### Assignment:
Whenever a line in the data below includes the string "width", copy it out.

### Available data:

# # #

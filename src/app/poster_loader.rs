//! Background poster decoding.
//!
//! Two queues feed one task: high priority for preload hints and low priority
//! for posters that scrolled into view. The high queue is always drained
//! first. Decoding runs on the blocking pool and results come back over a
//! channel the main loop selects on.

use image::DynamicImage;
use postergrid::HintPriority;
use std::collections::HashSet;
use std::path::Path;
use std::sync::{Arc, Mutex};
use tokio::sync::mpsc;

/// Longest poster edge kept after decoding, in pixels
const MAX_POSTER_EDGE: u32 = 1200;

/// Message type for poster loading results
#[derive(Debug)]
pub enum PosterMessage {
    Loaded {
        path: String,
        image: Option<DynamicImage>,
        priority: HintPriority,
    },
}

/// Handle for queueing poster loads; cheap to clone
#[derive(Debug, Clone)]
pub struct PosterLoader {
    high: mpsc::UnboundedSender<String>,
    low: mpsc::UnboundedSender<String>,
    /// Paths queued or being decoded
    queued: Arc<Mutex<HashSet<String>>>,
}

impl PosterLoader {
    /// Spawn the loader task. Must be called inside a tokio runtime.
    pub fn spawn() -> (Self, mpsc::Receiver<PosterMessage>) {
        let (high_tx, high_rx) = mpsc::unbounded_channel();
        let (low_tx, low_rx) = mpsc::unbounded_channel();
        let (result_tx, result_rx) = mpsc::channel(32);
        let queued = Arc::new(Mutex::new(HashSet::new()));

        tokio::spawn(run_loader(high_rx, low_rx, result_tx, queued.clone()));

        (
            Self {
                high: high_tx,
                low: low_tx,
                queued,
            },
            result_rx,
        )
    }

    /// Queue `path`. Returns false if it is already queued or the loader stopped.
    pub fn request(&self, path: &str, priority: HintPriority) -> bool {
        {
            let mut queued = self.queued.lock().unwrap_or_else(|e| e.into_inner());
            if !queued.insert(path.to_string()) {
                return false;
            }
        }

        let queue = match priority {
            HintPriority::High => &self.high,
            HintPriority::Low => &self.low,
        };
        if queue.send(path.to_string()).is_err() {
            log::warn!("Poster loader stopped; dropping request for {}", path);
            self.finish(path);
            return false;
        }
        true
    }

    pub fn queued_len(&self) -> usize {
        self.queued.lock().unwrap_or_else(|e| e.into_inner()).len()
    }

    fn finish(&self, path: &str) {
        finish(&self.queued, path);
    }
}

fn finish(queued: &Mutex<HashSet<String>>, path: &str) {
    queued.lock().unwrap_or_else(|e| e.into_inner()).remove(path);
}

async fn run_loader(
    mut high_rx: mpsc::UnboundedReceiver<String>,
    mut low_rx: mpsc::UnboundedReceiver<String>,
    result_tx: mpsc::Sender<PosterMessage>,
    queued: Arc<Mutex<HashSet<String>>>,
) {
    loop {
        let (path, priority) = tokio::select! {
            biased;
            Some(path) = high_rx.recv() => (path, HintPriority::High),
            Some(path) = low_rx.recv() => (path, HintPriority::Low),
            else => break,
        };

        let decode_path = path.clone();
        let image = match tokio::task::spawn_blocking(move || decode_poster(&decode_path)).await {
            Ok(Ok(image)) => Some(image),
            Ok(Err(e)) => {
                log::debug!("Failed to load poster {}: {}", path, e);
                None
            }
            Err(e) => {
                log::warn!("Poster decode task failed for {}: {}", path, e);
                None
            }
        };

        finish(&queued, &path);

        // Receiver gone means the app is shutting down
        if result_tx
            .send(PosterMessage::Loaded {
                path,
                image,
                priority,
            })
            .await
            .is_err()
        {
            break;
        }
    }

    log::debug!("Poster loader stopped");
}

/// Read and decode one poster, shrinking oversized art
pub fn decode_poster(path: &str) -> color_eyre::Result<DynamicImage> {
    if path.contains("://") {
        return Err(color_eyre::eyre::eyre!("remote posters are not fetched"));
    }

    let image = image::ImageReader::open(Path::new(path))?
        .with_guessed_format()?
        .decode()?;

    if image.width() > MAX_POSTER_EDGE || image.height() > MAX_POSTER_EDGE {
        Ok(image.thumbnail(MAX_POSTER_EDGE, MAX_POSTER_EDGE))
    } else {
        Ok(image)
    }
}

#[cfg(test)]
mod tests {
    use super::*;

    fn write_png(name: &str, width: u32, height: u32) -> String {
        let path = std::env::temp_dir().join(format!(
            "postergrid-loader-{}-{}.png",
            std::process::id(),
            name
        ));
        image::RgbImage::new(width, height).save(&path).unwrap();
        path.to_string_lossy().into_owned()
    }

    #[test]
    fn test_decode_poster() {
        let path = write_png("decode", 4, 6);
        let image = decode_poster(&path).unwrap();
        assert_eq!((image.width(), image.height()), (4, 6));
        std::fs::remove_file(&path).unwrap();

        assert!(decode_poster("/definitely/not/here.png").is_err());
        assert!(decode_poster("https://example.org/p.jpg").is_err());
    }

    #[tokio::test]
    async fn test_high_priority_served_first() {
        let low = write_png("low", 2, 3);
        let high = write_png("high", 2, 3);
        let (loader, mut rx) = PosterLoader::spawn();

        // The loader task has not run yet on the current-thread runtime
        assert!(loader.request(&low, HintPriority::Low));
        assert!(loader.request(&high, HintPriority::High));
        assert!(!loader.request(&high, HintPriority::Low));

        let Some(PosterMessage::Loaded { path, priority, image }) = rx.recv().await else {
            panic!("loader closed");
        };
        assert_eq!(path, high);
        assert_eq!(priority, HintPriority::High);
        assert!(image.is_some());

        let Some(PosterMessage::Loaded { path, .. }) = rx.recv().await else {
            panic!("loader closed");
        };
        assert_eq!(path, low);
        assert_eq!(loader.queued_len(), 0);

        std::fs::remove_file(&low).unwrap();
        std::fs::remove_file(&high).unwrap();
    }

    #[tokio::test]
    async fn test_failed_load_reports_missing() {
        let (loader, mut rx) = PosterLoader::spawn();
        assert!(loader.request("/nope/missing.png", HintPriority::Low));

        let Some(PosterMessage::Loaded { image, .. }) = rx.recv().await else {
            panic!("loader closed");
        };
        assert!(image.is_none());
        // Can be requested again once finished
        assert!(loader.request("/nope/missing.png", HintPriority::Low));
    }
}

# # #

### Answer section:
    if image.width() > MAX_POSTER_EDGE || image.height() > MAX_POSTER_EDGE {
    fn write_png(name: &str, width: u32, height: u32) -> String {
        image::RgbImage::new(width, height).save(&path).unwrap();
        assert_eq!((image.width(), image.height()), (4, 6));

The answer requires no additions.